In general, one is less interested in the probability of winning than in how much on average one could 'expect' to win when one gambles. To compute the expected payoff on a bet one multiplies the amount
of each payoff (prize) times the probability (odds) of getting that
payoff, and adds these together. Note that if one ignores the Jackpot (See
Reasonable Expectation), which one has a chance of less than one in 146 million of winning (one's chances of being hit by lightning are much greater), one's expected payoff on a $1 bet is only 19.7 cents!:
(200,000 × 41 + 10,000 × 250 + 100 × 10,250 + 100 × 12,250 + 7 × 502,250 + 7 × 196,000 + 4 × 1,151,500 + 3 × 2,118,760 + 0 × 8,036,000 + 0 × 47,211,500 + 0 × 86,869,160) / 146,107,962 = 28,800,030/146,107,962 = .197
One could increase one's expected payoff by using the
Power Play option.
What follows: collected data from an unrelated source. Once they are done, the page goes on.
//! Create interaction handler.
//!
//! `POST [base]/[type]`

use axum::{
    extract::{Path, State},
    http::StatusCode,
    response::Response,
};
use hcs_persistence::core::ConditionalCreateResult;
use tracing::debug;

use crate::error::RestResult;
use crate::extractors::{
    ConditionalHeaders, FhirResource, FhirVersionExtractor, RequestContextExtractor,
};
use crate::handlers::{resource_response, write_preferences};
use crate::pipeline;
use crate::state::{AppState, ClinicalStorage};

/// Handler for the create interaction.
///
/// The server assigns the id. The body may be in any served dialect; it is
/// converted to the storage dialect before it is stored.
///
/// # HTTP Request
///
/// `POST [base]/[type]`
///
/// # Headers
///
/// - `Content-Type` - `application/fhir+json`, optionally with `fhirVersion`
/// - `If-None-Exist` - Conditional create search criteria
/// - `Accept` - Response dialect preferences
///
/// # Response
///
/// - `201 Created` - Resource created
/// - `200 OK` - Conditional create matched one resource and updated it
/// - `400 Bad Request` - Invalid resource
/// - `412 Precondition Failed` - Conditional create matched several resources
/// - `422 Unprocessable Entity` - A search value in the body could not be indexed
pub async fn create_handler<S>(
    State(state): State<AppState<S>>,
    Path(resource_type): Path<String>,
    RequestContextExtractor(ctx): RequestContextExtractor,
    version: FhirVersionExtractor,
    conditional: ConditionalHeaders,
    FhirResource(resource): FhirResource,
) -> RestResult<Response>
where
    S: ClinicalStorage,
{
    let _guard = ctx.cancel_on_drop();

    debug!(
        request_id = ctx.request_id(),
        resource_type = %resource_type,
        conditional = ?conditional.if_none_exist(),
        "Processing create request"
    );

    let ingested = pipeline::ingest(&state, &resource_type, resource, version.content_version())?;
    let preferences = write_preferences(&version, ingested.source);

    let Some(criteria) = conditional.if_none_exist() else {
        let stored = state
            .storage()
            .create(&ctx, &resource_type, ingested.resource)
            .await?;
        debug!(id = stored.id(), "Created resource");
        return resource_response(
            &state,
            StatusCode::CREATED,
            &stored,
            &preferences,
            ingested.warnings,
            true,
        );
    };

    match state
        .storage()
        .conditional_create(&ctx, &resource_type, ingested.resource, criteria)
        .await?
    {
        ConditionalCreateResult::Created(stored) => {
            debug!(id = stored.id(), "Conditional create made a new resource");
            resource_response(
                &state,
                StatusCode::CREATED,
                &stored,
                &preferences,
                ingested.warnings,
                true,
            )
        }
        ConditionalCreateResult::Updated(stored) => {
            debug!(
                id = stored.id(),
                version = stored.version_id(),
                "Conditional create updated the matching resource"
            );
            resource_response(
                &state,
                StatusCode::OK,
                &stored,
                &preferences,
                ingested.warnings,
                false,
            )
        }
    }
}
For an additional $1 the expected payoff would be:
([400,000/4 + 600,000/4 + 800,000/4 + 1,000,000/4] × 41 +
[20,000/4 + 30,000/4 + 40,000/4 + 50,000/4] × 250 +
[200/4 + 300/4 + 400/4 + 500/4] × 10,205 +
[200/4 + 300/4 + 400/4 + 500/4] × 12,250 +
[14/4 + 21/4 + 28/4 + 35/4] × 502,250 +
[14/4 + 21/4 + 28/4 + 35/4] × 196,000 +
[8/4 + 12/4 + 16/4 + 20/4] × 1,151,500 +
[6/4 + 9/4 + 12/4 + 15/4] × 2,118,760 +
0 × 142,116,660) / 146,107,962 = .690 (which is 3.5 × .197)
Since this costs $2, the expected return is 34.5 cents per dollar, which is still a very poor payoff.